(Source records)
_ _ _ _ _
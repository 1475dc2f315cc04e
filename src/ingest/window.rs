// src/ingest/window.rs
//! Publication-date parsing for the local recency re-check.
//!
//! Every adapter re-checks the parsed date locally on top of the upstream
//! filter. Dates that can't be parsed are admitted.

use chrono::{DateTime, NaiveDate, NaiveDateTime, Utc};

use crate::ingest::types::FetchWindow;

/// Parse the date shapes seen across the upstream APIs:
/// RFC 3339 (`2024-06-03T17:59:58Z`, `2013-08-10T00:01:00.0000000+00:00`),
/// naive timestamps (`2024-06-03T10:00:00`, optional fraction) and bare dates.
pub fn parse_published(raw: &str) -> Option<DateTime<Utc>> {
    let s = raw.trim();
    if s.is_empty() {
        return None;
    }
    if let Ok(dt) = DateTime::parse_from_rfc3339(s) {
        return Some(dt.with_timezone(&Utc));
    }
    for fmt in ["%Y-%m-%dT%H:%M:%S%.f", "%Y-%m-%d %H:%M:%S%.f"] {
        if let Ok(naive) = NaiveDateTime::parse_from_str(s, fmt) {
            return Some(naive.and_utc());
        }
    }
    // Bare date, possibly followed by junk we don't care about.
    let head = s.get(..10).unwrap_or(s);
    NaiveDate::parse_from_str(head, "%Y-%m-%d")
        .ok()
        .and_then(|d| d.and_hms_opt(0, 0, 0))
        .map(|naive| naive.and_utc())
}

impl FetchWindow {
    /// Fail-open: missing or unparsable dates are kept.
    pub fn admits(&self, published: Option<&str>) -> bool {
        match published.and_then(parse_published) {
            Some(dt) => dt >= self.since,
            None => true,
        }
    }
}
// src/verify.rs
//! PDF readability gate: a direct PDF link is only accepted when its first
//! page yields extractable text.

use anyhow::{anyhow, bail, Context, Result};
use async_trait::async_trait;
use lopdf::Document;
use std::time::Duration;

pub const VERIFY_TIMEOUT: Duration = Duration::from_secs(10);
pub const SAMPLE_CHARS: usize = 500;

/// Cheap syntactic gate; everything else is treated as trivially readable.
pub fn is_pdf_url(url: &str) -> bool {
    url.to_ascii_lowercase().ends_with(".pdf")
}

#[derive(Debug, Clone, PartialEq, Eq, Default)]
pub struct Readability {
    pub readable: bool,
    pub sample: String,
}

impl Readability {
    pub fn unreadable() -> Self {
        Self::default()
    }

    /// Readable iff the text has non-whitespace content; keeps the first 500 chars.
    pub fn from_text(text: &str) -> Self {
        if text.trim().is_empty() {
            return Self::unreadable();
        }
        Self {
            readable: true,
            sample: text.chars().take(SAMPLE_CHARS).collect(),
        }
    }
}

#[async_trait]
pub trait PdfVerifier: Send + Sync {
    async fn verify(&self, url: &str) -> Readability;
}

/// Extract text from the first page only.
pub fn extract_first_page_text(bytes: &[u8]) -> Result<String> {
    let doc = Document::load_mem(bytes).context("loading pdf")?;
    let first = doc
        .get_pages()
        .keys()
        .next()
        .copied()
        .ok_or_else(|| anyhow!("pdf has no pages"))?;
    doc.extract_text(&[first]).context("extracting first page text")
}

pub struct HttpPdfVerifier {
    client: reqwest::Client,
    timeout: Duration,
}

impl HttpPdfVerifier {
    pub fn new(client: reqwest::Client) -> Self {
        Self {
            client,
            timeout: VERIFY_TIMEOUT,
        }
    }

    pub fn with_timeout(mut self, timeout: Duration) -> Self {
        self.timeout = timeout;
        self
    }

    async fn fetch(&self, url: &str) -> Result<Vec<u8>> {
        let resp = self
            .client
            .get(url)
            .timeout(self.timeout)
            .send()
            .await
            .context("pdf http get()")?;
        let status = resp.status();
        if !status.is_success() {
            bail!("pdf fetch returned HTTP {status}");
        }
        let bytes = resp.bytes().await.context("pdf http .bytes()")?;
        Ok(bytes.to_vec())
    }
}

#[async_trait]
impl PdfVerifier for HttpPdfVerifier {
    async fn verify(&self, url: &str) -> Readability {
        tracing::debug!(url, "verifying pdf readability");
        let bytes = match self.fetch(url).await {
            Ok(b) => b,
            Err(e) => {
                tracing::warn!(error = ?e, url, "pdf download error");
                return Readability::unreadable();
            }
        };
        match extract_first_page_text(&bytes) {
            Ok(text) => Readability::from_text(&text),
            Err(e) => {
                tracing::warn!(error = ?e, url, "pdf parsing error");
                Readability::unreadable()
            }
        }
    }
}

#[cfg(test)]
pub(crate) mod test_pdf {
    use lopdf::content::{Content, Operation};
    use lopdf::{dictionary, Document, Object, Stream};

    /// Single-page PDF with one line of Helvetica text (or no text when `None`).
    pub fn one_page_pdf(text: Option<&str>) -> Vec<u8> {
        let mut doc = Document::with_version("1.5");
        let pages_id = doc.new_object_id();
        let font_id = doc.add_object(dictionary! {
            "Type" => "Font",
            "Subtype" => "Type1",
            "BaseFont" => "Helvetica",
            "Encoding" => "WinAnsiEncoding",
        });
        let resources_id = doc.add_object(dictionary! {
            "Font" => dictionary! { "F1" => font_id },
        });
        let operations = match text {
            Some(t) => vec![
                Operation::new("BT", vec![]),
                Operation::new("Tf", vec!["F1".into(), 24.into()]),
                Operation::new("Td", vec![72.into(), 700.into()]),
                Operation::new("Tj", vec![Object::string_literal(t)]),
                Operation::new("ET", vec![]),
            ],
            None => Vec::new(),
        };
        let content = Content { operations };
        let content_id = doc.add_object(Stream::new(dictionary! {}, content.encode().unwrap()));
        let page_id = doc.add_object(dictionary! {
            "Type" => "Page",
            "Parent" => pages_id,
            "Contents" => content_id,
            "Resources" => resources_id,
            "MediaBox" => vec![0.into(), 0.into(), 612.into(), 792.into()],
        });
        doc.objects.insert(
            pages_id,
            Object::Dictionary(dictionary! {
                "Type" => "Pages",
                "Kids" => vec![page_id.into()],
                "Count" => 1,
            }),
        );
        let catalog_id = doc.add_object(dictionary! {
            "Type" => "Catalog",
            "Pages" => pages_id,
        });
        doc.trailer.set("Root", catalog_id);

        let mut buf = Vec::new();
        doc.save_to(&mut buf).unwrap();
        buf
    }
}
_ _ _ _ _
— Aim of the exercise —
Search the data for the string "Helvetica". List each line that has it.

— Solution to the exercise —
    /// Single-page PDF with one line of Helvetica text (or no text when `None`).
            "BaseFont" => "Helvetica",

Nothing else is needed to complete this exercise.